__EXERCISE PROMPT__.
Extract all data as written.

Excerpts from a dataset

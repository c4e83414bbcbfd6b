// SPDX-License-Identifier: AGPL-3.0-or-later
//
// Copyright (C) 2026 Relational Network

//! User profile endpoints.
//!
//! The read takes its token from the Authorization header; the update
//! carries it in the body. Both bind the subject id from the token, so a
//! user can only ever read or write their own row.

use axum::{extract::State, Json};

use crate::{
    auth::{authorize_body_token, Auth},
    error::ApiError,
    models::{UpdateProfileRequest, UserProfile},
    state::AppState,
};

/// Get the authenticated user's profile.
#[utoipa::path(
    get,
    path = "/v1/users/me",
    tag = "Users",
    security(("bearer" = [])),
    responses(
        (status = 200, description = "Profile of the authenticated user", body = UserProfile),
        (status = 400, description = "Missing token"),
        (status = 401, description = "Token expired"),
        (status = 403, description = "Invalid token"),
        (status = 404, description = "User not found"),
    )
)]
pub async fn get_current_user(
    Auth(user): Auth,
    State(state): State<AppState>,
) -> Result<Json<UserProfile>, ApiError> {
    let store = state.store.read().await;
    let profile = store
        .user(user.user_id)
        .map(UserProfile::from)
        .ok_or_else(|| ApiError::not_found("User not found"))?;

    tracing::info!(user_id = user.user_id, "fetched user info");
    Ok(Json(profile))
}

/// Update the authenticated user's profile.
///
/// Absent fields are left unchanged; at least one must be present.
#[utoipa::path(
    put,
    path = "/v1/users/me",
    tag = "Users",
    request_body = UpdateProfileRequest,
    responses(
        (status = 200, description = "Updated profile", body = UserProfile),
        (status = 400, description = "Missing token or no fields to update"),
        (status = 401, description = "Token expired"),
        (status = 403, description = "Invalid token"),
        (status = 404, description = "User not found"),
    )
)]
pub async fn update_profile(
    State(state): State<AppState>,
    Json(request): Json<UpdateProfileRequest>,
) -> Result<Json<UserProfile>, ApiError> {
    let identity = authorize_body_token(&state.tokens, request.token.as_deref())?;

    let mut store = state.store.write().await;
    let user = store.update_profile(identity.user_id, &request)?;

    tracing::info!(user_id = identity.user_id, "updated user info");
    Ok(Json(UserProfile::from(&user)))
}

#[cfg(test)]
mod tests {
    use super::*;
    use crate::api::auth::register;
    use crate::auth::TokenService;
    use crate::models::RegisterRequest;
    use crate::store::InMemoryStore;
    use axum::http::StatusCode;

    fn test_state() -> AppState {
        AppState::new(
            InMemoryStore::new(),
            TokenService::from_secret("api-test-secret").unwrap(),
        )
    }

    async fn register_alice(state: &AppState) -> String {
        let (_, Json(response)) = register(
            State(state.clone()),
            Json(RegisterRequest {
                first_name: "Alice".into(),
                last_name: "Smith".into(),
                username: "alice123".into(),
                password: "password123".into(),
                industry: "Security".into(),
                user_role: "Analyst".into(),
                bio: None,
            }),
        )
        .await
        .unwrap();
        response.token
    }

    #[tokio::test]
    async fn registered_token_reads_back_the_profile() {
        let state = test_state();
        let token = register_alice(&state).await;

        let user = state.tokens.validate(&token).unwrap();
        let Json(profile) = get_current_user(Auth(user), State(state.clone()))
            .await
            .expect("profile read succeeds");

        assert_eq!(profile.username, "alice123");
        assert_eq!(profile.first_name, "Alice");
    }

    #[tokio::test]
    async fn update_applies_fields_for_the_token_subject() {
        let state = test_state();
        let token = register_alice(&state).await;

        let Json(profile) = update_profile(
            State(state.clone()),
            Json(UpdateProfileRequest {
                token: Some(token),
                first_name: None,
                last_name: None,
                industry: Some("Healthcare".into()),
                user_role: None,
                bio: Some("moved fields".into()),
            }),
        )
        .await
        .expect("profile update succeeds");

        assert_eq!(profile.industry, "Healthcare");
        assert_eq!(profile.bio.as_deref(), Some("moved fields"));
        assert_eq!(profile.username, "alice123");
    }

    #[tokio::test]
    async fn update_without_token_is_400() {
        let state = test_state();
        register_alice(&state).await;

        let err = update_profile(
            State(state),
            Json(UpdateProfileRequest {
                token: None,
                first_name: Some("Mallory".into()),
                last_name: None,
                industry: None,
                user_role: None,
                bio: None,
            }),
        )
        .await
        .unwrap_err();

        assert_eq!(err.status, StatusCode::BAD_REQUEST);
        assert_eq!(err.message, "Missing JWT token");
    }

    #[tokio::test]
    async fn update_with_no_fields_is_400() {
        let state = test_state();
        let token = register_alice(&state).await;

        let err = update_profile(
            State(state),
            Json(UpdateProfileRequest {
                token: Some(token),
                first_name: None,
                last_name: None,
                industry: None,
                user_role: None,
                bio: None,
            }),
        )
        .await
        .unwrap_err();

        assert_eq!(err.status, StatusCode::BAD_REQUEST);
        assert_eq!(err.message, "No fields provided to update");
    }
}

__ANSWER__.
repository c4e83414bbcbfd6b
// SPDX-License-Identifier: AGPL-3.0-or-later
//
// Copyright (C) 2026 Relational Network

//! User profile endpoints.
//!
//! The read takes its token from the Authorization header; the update
//! carries it in the body. Both bind the subject id from the token, so a
//! user can only ever read or write their own row.

use axum::{extract::State, Json};

use crate::{
    auth::{authorize_body_token, Auth},
    error::ApiError,
    models::{UpdateProfileRequest, UserProfile},
    state::AppState,
};

/// Get the authenticated user's profile.
#[utoipa::path(
    get,
    path = "/v1/users/me",
    tag = "Users",
    security(("bearer" = [])),
    responses(
        (status = 200, description = "Profile of the authenticated user", body = UserProfile),
        (status = 400, description = "Missing token"),
        (status = 401, description = "Token expired"),
        (status = 403, description = "Invalid token"),
        (status = 404, description = "User not found"),
    )
)]
pub async fn get_current_user(
    Auth(user): Auth,
    State(state): State<AppState>,
) -> Result<Json<UserProfile>, ApiError> {
    let store = state.store.read().await;
    let profile = store
        .user(user.user_id)
        .map(UserProfile::from)
        .ok_or_else(|| ApiError::not_found("User not found"))?;

    tracing::info!(user_id = user.user_id, "fetched user info");
    Ok(Json(profile))
}

/// Update the authenticated user's profile.
///
/// Absent fields are left unchanged; at least one must be present.
#[utoipa::path(
    put,
    path = "/v1/users/me",
    tag = "Users",
    request_body = UpdateProfileRequest,
    responses(
        (status = 200, description = "Updated profile", body = UserProfile),
        (status = 400, description = "Missing token or no fields to update"),
        (status = 401, description = "Token expired"),
        (status = 403, description = "Invalid token"),
        (status = 404, description = "User not found"),
    )
)]
pub async fn update_profile(
    State(state): State<AppState>,
    Json(request): Json<UpdateProfileRequest>,
) -> Result<Json<UserProfile>, ApiError> {
    let identity = authorize_body_token(&state.tokens, request.token.as_deref())?;

    let mut store = state.store.write().await;
    let user = store.update_profile(identity.user_id, &request)?;

    tracing::info!(user_id = identity.user_id, "updated user info");
    Ok(Json(UserProfile::from(&user)))
}

#[cfg(test)]
mod tests {
    use super::*;
    use crate::api::auth::register;
    use crate::auth::TokenService;
    use crate::models::RegisterRequest;
    use crate::store::InMemoryStore;
    use axum::http::StatusCode;

    fn test_state() -> AppState {
        AppState::new(
            InMemoryStore::new(),
            TokenService::from_secret("api-test-secret").unwrap(),
        )
    }

    async fn register_alice(state: &AppState) -> String {
        let (_, Json(response)) = register(
            State(state.clone()),
            Json(RegisterRequest {
                first_name: "Alice".into(),
                last_name: "Smith".into(),
                username: "alice123".into(),
                password: "password123".into(),
                industry: "Security".into(),
                user_role: "Analyst".into(),
                bio: None,
            }),
        )
        .await
        .unwrap();
        response.token
    }

    #[tokio::test]
    async fn registered_token_reads_back_the_profile() {
        let state = test_state();
        let token = register_alice(&state).await;

        let user = state.tokens.validate(&token).unwrap();
        let Json(profile) = get_current_user(Auth(user), State(state.clone()))
            .await
            .expect("profile read succeeds");

        assert_eq!(profile.username, "alice123");
        assert_eq!(profile.first_name, "Alice");
    }

    #[tokio::test]
    async fn update_applies_fields_for_the_token_subject() {
        let state = test_state();
        let token = register_alice(&state).await;

        let Json(profile) = update_profile(
            State(state.clone()),
            Json(UpdateProfileRequest {
                token: Some(token),
                first_name: None,
                last_name: None,
                industry: Some("Healthcare".into()),
                user_role: None,
                bio: Some("moved fields".into()),
            }),
        )
        .await
        .expect("profile update succeeds");

        assert_eq!(profile.industry, "Healthcare");
        assert_eq!(profile.bio.as_deref(), Some("moved fields"));
        assert_eq!(profile.username, "alice123");
    }

    #[tokio::test]
    async fn update_without_token_is_400() {
        let state = test_state();
        register_alice(&state).await;

        let err = update_profile(
            State(state),
            Json(UpdateProfileRequest {
                token: None,
                first_name: Some("Mallory".into()),
                last_name: None,
                industry: None,
                user_role: None,
                bio: None,
            }),
        )
        .await
        .unwrap_err();

        assert_eq!(err.status, StatusCode::BAD_REQUEST);
        assert_eq!(err.message, "Missing JWT token");
    }

    #[tokio::test]
    async fn update_with_no_fields_is_400() {
        let state = test_state();
        let token = register_alice(&state).await;

        let err = update_profile(
            State(state),
            Json(UpdateProfileRequest {
                token: Some(token),
                first_name: None,
                last_name: None,
                industry: None,
                user_role: None,
                bio: None,
            }),
        )
        .await
        .unwrap_err();

        assert_eq!(err.status, StatusCode::BAD_REQUEST);
        assert_eq!(err.message, "No fields provided to update");
    }
}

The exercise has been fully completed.